I like to think of the Wall Street Journal as the organ of the privileged class, the paper of the "Haves." Though many on the right criticize the New York Times for being elitist or the newspaper for wealthy liberals, it speaks mostly to the striving and upwardly mobile, or the "Have-some, Want-Mores." For example, you don't find the ads for luxury items in the Wall Street Journal that you do in the New York Times because luxury items aren't seductive or elusive for the Wall Street Journal's readers. Want proof? Open up the front section of today's Times. It takes only one page turn to be confronted with an advertisement for Tiffany and Co.  Now open up, say, the Review section of the Wall Street Journal. Not an ad for a luxury item in sight.

Strategically positioned on the pages of the Times, the Hublot watch or Dior dress is the object of desire for the "Have-some, Want-Mores", not for the "Haves." Readers of the Wall Street Journal, the "Haves", don't need advertisements in order to dream of possessing the symbols of fabulous wealth; all they need to do is open their closets or drawers. And nothing, at least recently, demonstrates the way in which the Wall Street Journal writes for the privileged class more than its recent review of the popular TV show "Downton Abbey".

In "The Secret Appeal of 'Downton Abbey' conservative writer Anthony Daniels, under his typical pseudonym Theodore Dalrymple, unintentionally lays bare the disconnect between the Wall Street Journal  and the middle class.  The essay begins with the assertion that "everyone needs (and almost everyone) finds someone to look down on", "however egalitarian we may be in theory and however nervous we might be about our own position in society." The writer assumes that the condescension with which the "Haves" refer to the inhabitants of the lower rungs on the social ladder is a universal trait; the impulse to exploit or profit from the labor of others is a natural human impulse. According to Daniels, the desire to derive pleasure from the arduous labor of others isn't something of which to be ashamed.  If anything, it provides the impetus for self-improvement - to move, like the characters in a Horatio Alger story, from rags to riches - without which no one would work hard to improve their lot in society. 

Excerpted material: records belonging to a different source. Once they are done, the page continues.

// src/cycle/admission.rs

//! Cycle admission: which cycle timestamps become active.
//!
//! Realtime workflows track the wall clock: the latest timestamp any
//! definition generates at or before "now" is admitted. Retrospective
//! workflows backfill history oldest-first under a flow-rate budget so a
//! massive catch-up cannot flood the cluster.
//!
//! An optional cycle throttle additionally caps how many cycles may be
//! active at once, on top of the flow-rate budget.
//!
//! Admission only ever appends: existing cycles are never reordered or
//! removed here.

use chrono::{DateTime, Duration, Utc};
use tracing::{debug, info};

use crate::cycle::format_cycle;
use crate::state::{CycleStatus, WorkflowState};

#[derive(Debug, Clone, Copy)]
pub struct AdmissionController {
    pub realtime: bool,
    /// Cycles per hour; fractional allowed. <= 0 means no budget.
    pub max_flow_rate: f64,
    /// Maximum simultaneously active cycles; 0 means unlimited.
    pub cycle_throttle: u32,
}

impl AdmissionController {
    pub fn from_state(state: &WorkflowState) -> Self {
        Self {
            realtime: state.realtime,
            max_flow_rate: state.max_flow_rate,
            cycle_throttle: state.cycle_throttle,
        }
    }

    /// Admit new cycles into `state`. Returns the admitted timestamps.
    pub fn admit(&self, state: &mut WorkflowState, now: DateTime<Utc>) -> Vec<DateTime<Utc>> {
        if self.cycle_throttle > 0 && state.active_cycles() >= self.cycle_throttle as usize {
            debug!(
                cycle_throttle = self.cycle_throttle,
                active = state.active_cycles(),
                "cycle throttle reached, admitting nothing"
            );
            return Vec::new();
        }

        let admitted = if self.realtime {
            self.admit_realtime(state, now)
        } else {
            self.admit_retrospective(state, now)
        };

        for cycle in &admitted {
            info!(cycle = %format_cycle(*cycle), "admitted cycle");
        }
        admitted
    }

    /// Latest generated timestamp not after now, across all definitions.
    fn admit_realtime(&self, state: &mut WorkflowState, now: DateTime<Utc>) -> Vec<DateTime<Utc>> {
        let newest = state
            .cycledefs
            .values()
            .filter_map(|def| def.previous(now))
            .max();

        match newest {
            Some(cycle) if !state.cycles.contains_key(&cycle) => {
                state.admit_cycle(cycle, now, CycleStatus::Run);
                vec![cycle]
            }
            _ => Vec::new(),
        }
    }

    fn admit_retrospective(
        &self,
        state: &mut WorkflowState,
        now: DateTime<Utc>,
    ) -> Vec<DateTime<Utc>> {
        let headroom = if self.cycle_throttle == 0 {
            usize::MAX
        } else {
            (self.cycle_throttle as usize).saturating_sub(state.active_cycles())
        };
        let budget = self.admission_budget(state, now).min(headroom);
        let mut admitted = Vec::new();

        for _ in 0..budget {
            let reference = state
                .cycles
                .keys()
                .next_back()
                .copied()
                .unwrap_or(DateTime::UNIX_EPOCH);

            // Earliest candidate strictly after the most recently
            // admitted cycle, skipping timestamps already present.
            let candidate = state
                .cycledefs
                .values()
                .filter_map(|def| {
                    let mut after = reference;
                    loop {
                        let next = def.next(after)?;
                        if !state.cycles.contains_key(&next) {
                            return Some(next);
                        }
                        after = next;
                    }
                })
                .min();

            match candidate {
                Some(cycle) => {
                    state.admit_cycle(cycle, now, CycleStatus::Run);
                    admitted.push(cycle);
                }
                None => break,
            }
        }

        admitted
    }

    /// How many cycles may be admitted this pass.
    ///
    /// With no budget, exactly one cycle per invocation: unconditional
    /// catch-up. Otherwise the fractional part of the budget sets the
    /// lookback window (`round(1/frac)` hours) and the cap per window
    /// (`round(rate/frac)`), and the pass may admit the headroom left in
    /// the trailing window.
    fn admission_budget(&self, state: &WorkflowState, now: DateTime<Utc>) -> usize {
        if self.max_flow_rate <= 0.0 {
            return 1;
        }

        let frac = self.max_flow_rate.fract();
        let denominator = if frac == 0.0 { 1.0 } else { frac };

        let lookback_hours = (1.0 / denominator).round() as i64;
        let max_cycles = (self.max_flow_rate / denominator).round() as usize;

        let window_start = now - Duration::hours(lookback_hours);
        let recent = state
            .cycles
            .values()
            .filter(|admitted_at| **admitted_at > window_start)
            .count();

        let budget = max_cycles.saturating_sub(recent);
        debug!(
            max_flow_rate = self.max_flow_rate,
            lookback_hours,
            max_cycles,
            recent,
            budget,
            "retrospective admission budget"
        );
        budget
    }
}
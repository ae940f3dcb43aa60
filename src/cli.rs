// src/cli.rs

//! CLI argument parsing using `clap`.

use clap::{Args, Parser, Subcommand, ValueEnum};

/// Command-line arguments for `cycleflow`.
#[derive(Debug, Clone, Parser)]
#[command(
    name = "cycleflow",
    version,
    about = "Cycling workflow orchestrator for batch/HPC schedulers.",
    long_about = None
)]
pub struct CliArgs {
    /// Logging level (error, warn, info, debug, trace).
    ///
    /// If omitted, `CYCLEFLOW_LOG` or a default level will be used.
    #[arg(long, value_enum, value_name = "LEVEL", global = true)]
    pub log_level: Option<LogLevel>,

    #[command(subcommand)]
    pub command: Command,
}

#[derive(Debug, Clone, Subcommand)]
pub enum Command {
    /// Run one orchestration pass: admit cycles, run tasks, persist state.
    Run(WorkflowArgs),

    /// Halt cycles: cancel running jobs and stop submitting for them.
    Halt(ControlArgs),

    /// Pause cycles: stop submitting for them, leave running jobs alone.
    Pause(ControlArgs),

    /// Resume halted or paused cycles.
    Resume(ControlArgs),

    /// Parse and validate the workflow document, print a summary.
    Check(WorkflowArgs),
}

#[derive(Debug, Clone, Args)]
pub struct WorkflowArgs {
    /// Path to the workflow document (TOML).
    #[arg(short = 'w', long = "workflow", value_name = "PATH")]
    pub workflow: String,

    /// Path to the persisted workflow state.
    #[arg(
        short = 'd',
        long = "database",
        value_name = "PATH",
        default_value = "cycleflow.state"
    )]
    pub database: String,
}

#[derive(Debug, Clone, Args)]
pub struct ControlArgs {
    #[command(flatten)]
    pub workflow: WorkflowArgs,

    /// Target every known cycle.
    #[arg(long, conflicts_with = "cycle")]
    pub all: bool,

    /// Target a specific cycle (YYYYMMDDHHMM, UTC). May be repeated.
    #[arg(long = "cycle", value_name = "YYYYMMDDHHMM")]
    pub cycle: Vec<String>,
}

/// Log level as exposed on the CLI.
#[derive(Debug, Copy, Clone, ValueEnum)]
pub enum LogLevel {
    Error,
    Warn,
    Info,
    Debug,
    Trace,
}

/// Convenience wrapper around `CliArgs::parse()`.
pub fn parse() -> CliArgs {
    CliArgs::parse()
}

In the eyes of the Daniels, "for many Americans watching 'Downton Abbey' must be like indulging in a guilty passion." It affords the average viewer a glimpse into the world of their supposed dreams wherein they become the exploiter, finally with a subordinate and "someone to look down on." Furthermore, for the victims of post-fordism, "the series...satisfies a secret or vicarious longing for elegance without imposing the hard work that's necessary to achieve it in reality." Workers, unwilling to face the reality put forth by Social Darwinists that only assiduousness can bring about true wealth, can experience all the luxury without the labor.

It isn't that viewers today, living in a second Gilded Age, identify with the plight of the servants and the precariousness of their employment. Instead, according to Daniels, widespread interest in the series can be attributed to the desire of today's plebeian masses to be as refined and well-dressed as the underclass of early twentieth century British society.

Daniels does not contextualize the series; he does not ask, why, during the most severe economic downturn in recent memory, has a show that lays bare class disparities become widely popular?  For him, the very fact that the series allows the "Have-some, Want-Mores' to fantasize about being fabulously wealthy is enough to explain the series' appeal.  Look, he seems to say, even the servants are sophisticated and stylish.  See, being poor isn't so bad.  But this is far from the truth.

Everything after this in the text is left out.